_THE TASK_. Please copy exactly the lines from the top of the data through the line containing "pub use error::ApiError;", and nothing else.

** Opening DATA TO PROCESS block **

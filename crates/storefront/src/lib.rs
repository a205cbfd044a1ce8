//! Rahat Pay storefront client library.
//!
//! A typed client for the storefront backend: session and token handling,
//! cart, coupon pricing, checkout, wallet, mobile top-up, and a cached view
//! of the catalog. [`state::Storefront`] wires all of it over one backend.

#![cfg_attr(not(test), forbid(unsafe_code))]

pub mod api;
pub mod backend;
pub mod cart;
pub mod catalog;
pub mod checkout;
pub mod config;
pub mod coupon;
pub mod error;
pub mod i18n;
pub mod media;
pub mod models;
pub mod pricing;
pub mod session;
pub mod state;
pub mod storage;
pub mod tenant;
pub mod topup;
pub mod wallet;

pub use error::{ErrorCategory, StorefrontError};
pub use state::Storefront;
//! Gateway to the storefront REST backend.
//!
//! Every backend call goes through [`ApiClient::request`], which:
//! - attaches `Authorization: Bearer <token>` when a token is persisted
//! - clears the persisted token on 401 (navigation is left to the caller)
//! - flags a missing backend rate limiter as a critical error
//! - retries storage-lock failures with linear backoff
//! - strips the optional `{ "data": ... }` envelope before decoding
//!
//! # Example
//!
//! ```rust,ignore
//! use rahat_storefront::api::ApiClient;
//!
//! let api = ApiClient::new(&config, tokens)?;
//! let wallet: Wallet = api.get("/wallet").await?;
//! ```

mod envelope;
mod error;

pub use envelope::unwrap_envelope;
pub use error::ApiError;

use std::sync::Arc;
use std::time::Duration;

use reqwest::Method;
use reqwest::header::{ACCEPT, CONTENT_TYPE};
use secrecy::ExposeSecret;
use serde::Serialize;
use serde::de::DeserializeOwned;
use serde_json::Value;
use tracing::{debug, instrument, warn};

use crate::config::StorefrontConfig;
use crate::storage::TokenStore;

use error::{ErrorBody, classify};

/// Linear backoff for transient storage-lock failures.
#[derive(Debug, Clone, Copy, PartialEq, Eq)]
pub struct RetryPolicy {
    /// Re-issues after the first attempt.
    pub max_retries: u32,
    /// Delay before the first re-issue; the n-th waits `n * base_delay`.
    pub base_delay: Duration,
}

impl RetryPolicy {
    /// Delay before re-issue number `retry` (1-based).
    #[must_use]
    pub fn delay_for(&self, retry: u32) -> Duration {
        self.base_delay.saturating_mul(retry)
    }
}

impl Default for RetryPolicy {
    fn default() -> Self {
        Self {
            max_retries: 3,
            base_delay: Duration::from_secs(1),
        }
    }
}

/// Client for the storefront REST backend.
///
/// Cheap to clone; clones share the HTTP connection pool and token store.
#[derive(Clone)]
pub struct ApiClient {
    inner: Arc<ApiClientInner>,
}

struct ApiClientInner {
    client: reqwest::Client,
    base_url: String,
    tokens: TokenStore,
    retry: RetryPolicy,
}

impl std::fmt::Debug for ApiClient {
    fn fmt(&self, f: &mut std::fmt::Formatter<'_>) -> std::fmt::Result {
        f.debug_struct("ApiClient")
            .field("base_url", &self.inner.base_url)
            .field("retry", &self.inner.retry)
            .finish_non_exhaustive()
    }
}

impl ApiClient {
    /// Create a client for the configured backend.
    ///
    /// # Errors
    ///
    /// Returns `ApiError::Http` if the HTTP client fails to build.
    pub fn new(config: &StorefrontConfig, tokens: TokenStore) -> Result<Self, ApiError> {
        let mut builder = reqwest::Client::builder();
        if let Some(timeout) = config.http_timeout {
            builder = builder.timeout(timeout);
        }

        Ok(Self {
            inner: Arc::new(ApiClientInner {
                client: builder.build()?,
                base_url: config.api_base_url.as_str().trim_end_matches('/').to_string(),
                tokens,
                retry: RetryPolicy {
                    base_delay: config.retry_base_delay,
                    ..RetryPolicy::default()
                },
            }),
        })
    }

    /// The token store this client reads credentials from.
    #[must_use]
    pub fn tokens(&self) -> &TokenStore {
        &self.inner.tokens
    }

    /// The active retry policy.
    #[must_use]
    pub fn retry_policy(&self) -> RetryPolicy {
        self.inner.retry
    }

    /// `GET endpoint`.
    ///
    /// # Errors
    ///
    /// See [`ApiClient::request`].
    pub async fn get<T: DeserializeOwned>(&self, endpoint: &str) -> Result<T, ApiError> {
        self.request(Method::GET, endpoint, None).await
    }

    /// `POST endpoint` with a JSON body.
    ///
    /// # Errors
    ///
    /// See [`ApiClient::request`].
    pub async fn post<B, T>(&self, endpoint: &str, body: &B) -> Result<T, ApiError>
    where
        B: Serialize + ?Sized,
        T: DeserializeOwned,
    {
        let body = serde_json::to_value(body)?;
        self.request(Method::POST, endpoint, Some(body)).await
    }

    /// `POST endpoint` without a body.
    ///
    /// # Errors
    ///
    /// See [`ApiClient::request`].
    pub async fn post_empty<T: DeserializeOwned>(&self, endpoint: &str) -> Result<T, ApiError> {
        self.request(Method::POST, endpoint, None).await
    }

    /// `PUT endpoint` with a JSON body.
    ///
    /// # Errors
    ///
    /// See [`ApiClient::request`].
    pub async fn put<B, T>(&self, endpoint: &str, body: &B) -> Result<T, ApiError>
    where
        B: Serialize + ?Sized,
        T: DeserializeOwned,
    {
        let body = serde_json::to_value(body)?;
        self.request(Method::PUT, endpoint, Some(body)).await
    }

    /// Issue a request and decode the unwrapped response body.
    ///
    /// Storage-lock failures are re-issued per the retry policy before being
    /// returned. Empty response bodies decode as JSON `null`.
    ///
    /// # Errors
    ///
    /// Returns a classified [`ApiError`] for transport failures, non-success
    /// responses, and bodies that do not decode as `T`.
    #[instrument(skip(self, body), fields(method = %method, endpoint = %endpoint))]
    pub async fn request<T: DeserializeOwned>(
        &self,
        method: Method,
        endpoint: &str,
        body: Option<Value>,
    ) -> Result<T, ApiError> {
        let retry = self.inner.retry;
        let mut attempt = 0;

        let payload = loop {
            match self.send_once(&method, endpoint, body.as_ref()).await {
                Err(err) if err.is_retryable() && attempt < retry.max_retries => {
                    attempt += 1;
                    let delay = retry.delay_for(attempt);
                    warn!(
                        attempt,
                        delay_ms = u64::try_from(delay.as_millis()).unwrap_or(u64::MAX),
                        error = %err,
                        "Backend storage locked, retrying"
                    );
                    tokio::time::sleep(delay).await;
                }
                other => break other?,
            }
        };

        Ok(serde_json::from_value(payload)?)
    }

    /// One round trip: send, classify failures, unwrap the envelope.
    async fn send_once(
        &self,
        method: &Method,
        endpoint: &str,
        body: Option<&Value>,
    ) -> Result<Value, ApiError> {
        let url = format!("{}{endpoint}", self.inner.base_url);

        let mut request = self
            .inner
            .client
            .request(method.clone(), &url)
            .header(ACCEPT, "application/json")
            .header(CONTENT_TYPE, "application/json");

        if let Some(token) = self.inner.tokens.token() {
            request = request.bearer_auth(token.expose_secret());
        }
        if let Some(body) = body {
            request = request.json(body);
        }

        let response = request.send().await?;
        let status = response.status();
        let text = response.text().await?;

        if !status.is_success() {
            let err = classify(status, ErrorBody::parse(&text));
            match &err {
                ApiError::Unauthorized { .. } => {
                    debug!("Clearing persisted token after 401");
                    self.inner.tokens.clear_token();
                }
                ApiError::BackendMisconfigured { message, .. } => {
                    tracing::error!(message = %message, "Backend rate limiter is not configured");
                    self.inner.tokens.flag_critical_error(message);
                }
                _ => {
                    tracing::error!(
                        status = %status,
                        body = %text.chars().take(500).collect::<String>(),
                        "Backend returned non-success status"
                    );
                }
            }
            return Err(err);
        }

        if text.trim().is_empty() {
            return Ok(Value::Null);
        }

        let json: Value = serde_json::from_str(&text).map_err(|e| {
            tracing::error!(
                error = %e,
                body = %text.chars().take(500).collect::<String>(),
                "Failed to parse backend response"
            );
            e
        })?;

        Ok(unwrap_envelope(json))
    }
}

#[cfg(test)]
mod tests {
    use super::*;

    #[test]
    fn test_retry_delays_are_linear() {
        let policy = RetryPolicy::default();
        assert_eq!(policy.max_retries, 3);
        assert_eq!(policy.delay_for(1), Duration::from_secs(1));
        assert_eq!(policy.delay_for(2), Duration::from_secs(2));
        assert_eq!(policy.delay_for(3), Duration::from_secs(3));
    }

    #[test]
    fn test_client_uses_configured_backoff() -> Result<(), Box<dyn std::error::Error>> {
        let mut config = StorefrontConfig::new("http://127.0.0.1:9/api/")?;
        config.retry_base_delay = Duration::from_millis(5);
        let api = ApiClient::new(&config, TokenStore::in_memory())?;
        assert_eq!(api.retry_policy().base_delay, Duration::from_millis(5));
        assert_eq!(api.inner.base_url, "http://127.0.0.1:9/api");
        Ok(())
    }
}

** Closing DATA TO PROCESS block **

_WRITTEN RESPONSE_.
filename crates/storefront/src/lib.rs
repository a205cbfd044a1ce8
//! Rahat Pay storefront client library.
//!
//! A typed client for the storefront backend: session and token handling,
//! cart, coupon pricing, checkout, wallet, mobile top-up, and a cached view
//! of the catalog. [`state::Storefront`] wires all of it over one backend.

#![cfg_attr(not(test), forbid(unsafe_code))]

pub mod api;
pub mod backend;
pub mod cart;
pub mod catalog;
pub mod checkout;
pub mod config;
pub mod coupon;
pub mod error;
pub mod i18n;
pub mod media;
pub mod models;
pub mod pricing;
pub mod session;
pub mod state;
pub mod storage;
pub mod tenant;
pub mod topup;
pub mod wallet;

pub use error::{ErrorCategory, StorefrontError};
pub use state::Storefront;
//! Gateway to the storefront REST backend.
//!
//! Every backend call goes through [`ApiClient::request`], which:
//! - attaches `Authorization: Bearer <token>` when a token is persisted
//! - clears the persisted token on 401 (navigation is left to the caller)
//! - flags a missing backend rate limiter as a critical error
//! - retries storage-lock failures with linear backoff
//! - strips the optional `{ "data": ... }` envelope before decoding
//!
//! # Example
//!
//! ```rust,ignore
//! use rahat_storefront::api::ApiClient;
//!
//! let api = ApiClient::new(&config, tokens)?;
//! let wallet: Wallet = api.get("/wallet").await?;
//! ```

mod envelope;
mod error;

pub use envelope::unwrap_envelope;
pub use error::ApiError;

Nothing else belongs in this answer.